Sometimes I vainly wish I had been born
In some large mansion beautified by age
As seems a little heaven when breaks the morn
Admired by all men—the uncouth and sage,
So I had known the luxury of wealth
Where comes no worry how to make ends meet,
But all that pleasure gives or makes for health
Because of wealth is always at the feet.
But now I know that gold is but a greed,
That wealth is apt more oft to curse than bless,
That luxury no less than direst need
Breeds discontent and wanton idleness,
That happiness depends not on the sphere,
But on the hearts and souls of those who’re there.
Sometimes I wish—how vain! that I had been
Born in a sphere where learned men make free,
A sphere enriched by men of lordly mien,
Wise men of letters from the Varsity,
Or in a sphere made trebly beautiful
By artists, poets or musicians, men
Who mould the minds of lesser souls, a school
Such as would make the earth a heaven again.
But youth is vain. Now I am glad I know
A home of modest means of simple ways,
And take today the wiser, saner views,
And lift my heart to God in thanks, in praise.
Now I desire in vain—again to be
Sharing the joys, the love, at home with thee.
So now I raise a thankful prayer to heaven
That I was born the son of such a man,
To whom no special worldly wealth was given,
Just one who fills a place in God’s great plan;
One who toils on unceasingly through life,
And finds in toil a joy, and from his needs
Fashions a heart that’s strong, unknown to strife,
Brim full with honest love that speaks in deeds.

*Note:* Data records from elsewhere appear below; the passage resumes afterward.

use crate::error::{DispatchError, Result};
use rust_decimal::Decimal;
use serde::Deserialize;
use std::io::Read;

/// One scripted step against the engine.
#[derive(Debug, Clone, Copy, PartialEq, Eq, Deserialize)]
#[serde(rename_all = "lowercase")]
pub enum ScriptOp {
    Create,
    Broadcast,
    Claim,
    Quote,
    Reject,
    Travel,
    Start,
    Complete,
    Cancel,
    /// Open (or reuse) a settlement and deliver a genuine gateway callback.
    Pay,
    /// Deliver a callback with a bad signature.
    Forge,
    Refund,
    Message,
    Read,
    Review,
    Respond,
}

/// A row of `op,request,actor,target,lat,lng,amount,rating,text[,issue]`.
///
/// `request` is a free-form label; which other columns matter depends on
/// the op. Empty cells read as absent, and the trailing `issue` column may
/// be left out entirely.
#[derive(Debug, Clone, PartialEq, Deserialize)]
pub struct ScriptEvent {
    pub op: ScriptOp,
    pub request: String,
    pub actor: Option<u32>,
    pub target: Option<u32>,
    pub lat: Option<f64>,
    pub lng: Option<f64>,
    pub amount: Option<Decimal>,
    pub rating: Option<u8>,
    pub text: Option<String>,
    pub issue: Option<String>,
}

impl ScriptEvent {
    pub fn actor(&self) -> Result<u32> {
        self.actor.ok_or_else(|| self.missing("actor"))
    }

    pub fn text(&self) -> &str {
        self.text.as_deref().unwrap_or_default()
    }

    pub fn missing(&self, column: &str) -> DispatchError {
        DispatchError::ValidationError(format!(
            "{:?} on {:?} requires the {column} column",
            self.op, self.request
        ))
    }
}

/// Reads scripted events from a CSV source.
///
/// This reader wraps `csv::Reader` and provides an iterator over
/// `Result<ScriptEvent>`. It trims whitespace and tolerates short rows.
pub struct EventReader<R: Read> {
    reader: csv::Reader<R>,
}

impl<R: Read> EventReader<R> {
    pub fn new(source: R) -> Self {
        let reader = csv::ReaderBuilder::new()
            .trim(csv::Trim::All)
            .flexible(true)
            .from_reader(source);
        Self { reader }
    }

    /// Lazily reads and deserializes events, one per row.
    pub fn events(self) -> impl Iterator<Item = Result<ScriptEvent>> {
        self.reader
            .into_deserialize()
            .map(|result| result.map_err(DispatchError::from))
    }
}
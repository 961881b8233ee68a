use crate::domain::ids::RequestId;
use crate::domain::ports::{CasOutcome, RequestStore};
use crate::domain::request::ServiceRequest;
use crate::error::{DispatchError, Result};

/// Upper bound on optimistic write attempts against one request.
pub const MAX_CAS_ATTEMPTS: usize = 16;

/// Reads the request, lets `change` validate and mutate a copy, then writes
/// it back with a single conditional update guarded on what was read.
///
/// When another writer got there first the fresh record is handed to
/// `change` again, so its checks always run against the state that is
/// actually replaced. An `Err` from `change` aborts without writing.
pub async fn update_request<T, F>(
    store: &dyn RequestStore,
    id: RequestId,
    mut change: F,
) -> Result<(ServiceRequest, T)>
where
    F: FnMut(&mut ServiceRequest) -> Result<T> + Send,
    T: Send,
{
    let mut current = store
        .get(id)
        .await?
        .ok_or_else(|| DispatchError::not_found("request", id))?;

    for attempt in 1..=MAX_CAS_ATTEMPTS {
        let guard = current.guard();
        let mut next = current.clone();
        let output = change(&mut next)?;

        match store.compare_and_set(guard, next).await? {
            CasOutcome::Applied(stored) => return Ok((stored, output)),
            CasOutcome::Conflict(fresh) => {
                tracing::debug!(request_id = %id, attempt, "Concurrent write, re-evaluating");
                current = fresh;
            }
            CasOutcome::Missing => return Err(DispatchError::not_found("request", id)),
        }
    }

    Err(DispatchError::InternalError(
        format!("request {id} still contended after {MAX_CAS_ATTEMPTS} attempts").into(),
    ))
}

A soul that’s broad, compassionate, and kind,
A soul that's noble, clear as Summer’s sky,
A thoughtful, gracious, and unselfish mind
That never wavers when dark clouds pass by,
But keeps a. cheery face, come weal, come woe,
And sees the sunshine through the rain and snow!
Hands horny still with labor all well done,
A conscience true to God, a simple faith
That lasts through trial and pain, through rain and sun,
Firm to the very end—come life! come death;
Honest as new born day, though poverty
Knocks sometimes at the door, yet struggling on
Ever in truth and right, nor seeks to see
What lies ahead; content to trust the Son,
The Christ he loves. And so his heaven is nigher
Than most men dream heaven can be while earth’s trod,
So presses towards the mark of his desire,
Revered by fellow-men and loved by God,
And so I count myself as trebly blest
That I had such a father. God knew best!